Tags: Clayne Crawford | Erika Christensen | Jesse Bradford | John Polson | Kate Burton | Shiri Appleby

Swim Fan


Swimfan dives into the ageless theme of romantic obsession…

The Twentieth Century Fox flick, Swimfan, describes itself as "a teen Fatal Attraction". Starring Erika Christensen, from Steven Soderberg's Traffic who plays a girl obsessed with Jesse Bradford (Bring It On), a star school swimmer, they engage in some late night aquatic boning and when Bradford rejects her for his dependable, doe-eyed, slightly vacuous girlfriend (played by Shiri Appleby), Christensen becomes a blonde ballistic missile whose sole purpose is to annihilate Appleby and possess Bradford body and soul.

Christensen is mesmerizing as a girl so pathologically consumed by her need to possess Bradford that she is oblivious to the bodies she leaves in her wake. While the film is an entertaining teen cocktail of hormones and angst, its central narrative theme of obsession and the destruction it can bring is one of the most recurring in film.

The reason for this is - while most of us may not go to Christensen's extremes of running over the impediments to our desire with automobiles - everyone can relate.

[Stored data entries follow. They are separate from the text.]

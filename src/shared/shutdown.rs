//! Graceful shutdown handling
//!
//! Provides shutdown signal coordination for the HTTP server and the
//! background wallet-guard runner.

use std::sync::atomic::{AtomicBool, Ordering};
use std::sync::Arc;

use tokio::sync::broadcast;
use tracing::{error, info};

/// Shutdown signal that can be cloned and shared across tasks
#[derive(Clone)]
pub struct ShutdownSignal {
    sender: broadcast::Sender<()>,
    triggered: Arc<AtomicBool>,
}

impl ShutdownSignal {
    pub fn new() -> Self {
        let (sender, _) = broadcast::channel(1);
        Self {
            sender,
            triggered: Arc::new(AtomicBool::new(false)),
        }
    }

    pub fn is_triggered(&self) -> bool {
        self.triggered.load(Ordering::SeqCst)
    }

    pub fn trigger(&self) {
        if !self.triggered.swap(true, Ordering::SeqCst) {
            info!("Shutdown signal triggered");
            let _ = self.sender.send(());
        }
    }

    pub async fn wait(&self) {
        self.notified().wait().await;
    }

    pub fn notified(&self) -> ShutdownNotified {
        ShutdownNotified {
            receiver: self.sender.subscribe(),
            triggered: self.triggered.clone(),
        }
    }
}

impl Default for ShutdownSignal {
    fn default() -> Self {
        Self::new()
    }
}

/// A future that resolves when shutdown is triggered
pub struct ShutdownNotified {
    receiver: broadcast::Receiver<()>,
    triggered: Arc<AtomicBool>,
}

impl ShutdownNotified {
    pub async fn wait(mut self) {
        if self.triggered.load(Ordering::SeqCst) {
            return;
        }
        let _ = self.receiver.recv().await;
    }
}

/// Listen for OS shutdown signals (SIGTERM, SIGINT)
pub async fn listen_for_shutdown_signals(shutdown: ShutdownSignal) {
    #[cfg(unix)]
    {
        use tokio::signal::unix::{signal, SignalKind};

        let (mut sigterm, mut sigint) =
            match (signal(SignalKind::terminate()), signal(SignalKind::interrupt())) {
                (Ok(term), Ok(int)) => (term, int),
                (Err(e), _) | (_, Err(e)) => {
                    error!("Failed to install signal handlers: {}", e);
                    return;
                }
            };

        tokio::select! {
            _ = sigterm.recv() => {
                info!("Received SIGTERM signal");
            }
            _ = sigint.recv() => {
                info!("Received SIGINT signal (Ctrl+C)");
            }
        }

        shutdown.trigger();
    }

    #[cfg(not(unix))]
    {
        if let Err(e) = tokio::signal::ctrl_c().await {
            error!("Failed to install Ctrl+C handler: {}", e);
            return;
        }
        info!("Received Ctrl+C signal");
        shutdown.trigger();
    }
}

/// Graceful shutdown coordinator
pub struct ShutdownCoordinator {
    signal: ShutdownSignal,
    timeout_secs: u64,
}

impl ShutdownCoordinator {
    pub fn new(timeout_secs: u64) -> Self {
        Self {
            signal: ShutdownSignal::new(),
            timeout_secs,
        }
    }

    pub fn signal(&self) -> ShutdownSignal {
        self.signal.clone()
    }

    pub fn timeout_secs(&self) -> u64 {
        self.timeout_secs
    }

    pub fn start_signal_listener(&self) {
        let signal = self.signal.clone();
        tokio::spawn(async move {
            listen_for_shutdown_signals(signal).await;
        });
    }
}

impl Default for ShutdownCoordinator {
    fn default() -> Self {
        Self::new(30)
    }
}

#[cfg(test)]
mod tests {
    use super::*;
    use std::time::Duration;

    #[tokio::test]
    async fn wait_returns_after_trigger() {
        let signal = ShutdownSignal::new();
        let waiter = signal.notified();
        signal.trigger();
        tokio::time::timeout(Duration::from_millis(100), waiter.wait())
            .await
            .expect("shutdown not observed");
        assert!(signal.is_triggered());
    }

    #[tokio::test]
    async fn late_subscriber_sees_trigger() {
        let signal = ShutdownSignal::new();
        signal.trigger();
        tokio::time::timeout(Duration::from_millis(100), signal.wait())
            .await
            .expect("late waiter should return immediately");
    }
}
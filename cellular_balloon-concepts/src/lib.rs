#![deny(missing_docs)]
#![deny(clippy::missing_docs_in_private_items)]
//! This crate encapsulates the concepts at the boundary of the
//! [cellular_balloon](https://docs.rs/cellular_balloon) contour engine.
//! The engine itself only advances a single contour; everything it consumes from its
//! surroundings (pixel intensities, image gradients) is described by the traits in here.

mod errors;
mod field;
#[cfg(feature = "plotters")]
mod plotting;

pub use errors::*;
pub use field::*;
#[cfg(feature = "plotters")]
pub use plotting::*;
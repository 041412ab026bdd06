use nalgebra::Vector2;

use super::Contour;
use crate::math::{normalize, pixel_of, IntegerPolygon};

impl Contour {
    /// Corners of the contour pushed outwards along their radial direction.
    ///
    /// Each vertex is moved by `interface_width` away from the [center](Contour::center) and
    /// rounded afterwards.
    /// With [None] the rounded raw vertices are returned.
    pub fn expanded_outline(&self, interface_width: Option<f64>) -> Vec<[i64; 2]> {
        let center = self.center.cast::<f64>();
        self.vertices
            .iter()
            .map(|v| match interface_width {
                Some(width) => pixel_of(&(v + normalize(&(v - center)) * width)),
                None => pixel_of(v),
            })
            .collect()
    }

    /// Tests if the point `(x, y)` lies inside the rounded polygon.
    pub fn contains_point(&self, x: f64, y: f64) -> bool {
        let [px, py] = pixel_of(&Vector2::new(x, y));
        self.integer_polygon().contains_pixel(px, py)
    }

    /// Tests if the point `(x, y)` (typically a vertex of a neighbouring contour whose center is
    /// `other_center`) touches this contour.
    ///
    /// The test succeeds if either
    /// 1. the point lies inside the [outline](Contour::expanded_outline) expanded by
    ///    `interface_width` or
    /// 2. the point moved by `interface_width` away from `other_center` lies inside the raw
    ///    polygon.
    ///
    /// ```
    /// # use cellular_balloon_building_blocks::Contour;
    /// let contour = Contour::from_seed([50.0, 50.0], 10.0, 24)?;
    /// assert!(contour.contact_test(50.0, 50.0, [80, 50], 4.0));
    /// assert!(contour.contact_test(62.0, 50.0, [80, 50], 4.0));
    /// assert!(!contour.contact_test(70.0, 50.0, [80, 50], 4.0));
    /// # Result::<(), cellular_balloon_concepts::SetupError>::Ok(())
    /// ```
    pub fn contact_test(
        &self,
        x: f64,
        y: f64,
        other_center: [i64; 2],
        interface_width: f64,
    ) -> bool {
        let point = Vector2::new(x, y);
        let [px, py] = pixel_of(&point);
        let expanded = IntegerPolygon::new(self.expanded_outline(Some(interface_width)));
        if expanded.contains_pixel(px, py) {
            return true;
        }
        let other_center = Vector2::new(other_center[0] as f64, other_center[1] as f64);
        let shifted = point + normalize(&(point - other_center)) * interface_width;
        let [sx, sy] = pixel_of(&shifted);
        self.integer_polygon().contains_pixel(sx, sy)
    }
}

Buddha said that, "Desire is the root of all suffering," to imply that through goal orientation we are setting ourselves up to suffer. Conversely, John Donne said that, "No man is an island."

Undeniably, all human beings have emotional needs. But if both are true then life is a Catch-22 where to meet our needs, we must put ourselves in positions of emotional vulnerability that in all likelihood will cause us to suffer. For the person who is obsessed, this is particularly true because they feel the world impedes them from attaining the one thing that would make life complete.

The French have a tradition of artfully romanticizing obsession. Films like Une Femme Seule (A Woman Alone), En plein coeur (In All Innocence), and L'Enfer (Hell) accept obsession as part of the human condition.

Because the French have the ability to breathe humanity into our flaws, we identify with the tragic protagonists in these films. Each tells the tale of men involved with beautiful women but who believe that these women are cheating on them. Their obsession with their counterparts' infidelities eventually drives each to ruin.

In Bertolluci's Last Tango in Paris, Marlon Brando initially uses Romy Schneider to suppress the emotions he feels over his wife's suicide. He wants a relationship purely defined by sex. But when he eventually realizes that he wants more from Schneider, she's somehow had the epiphany that their relationship is not healthy. It's classic bad timing. When she won't meet him anymore, he becomes more obsessed.

In the film's final sequence we find Brando chasing her through the streets of Paris until she is forced to shoot him. As he dies, a perplexed look crosses his face as if he had suddenly awakened from a bad dream. What is important about this final gesture is that it reminds us that it is in within our ability to both perpetuate and free ourselves from our obsessions.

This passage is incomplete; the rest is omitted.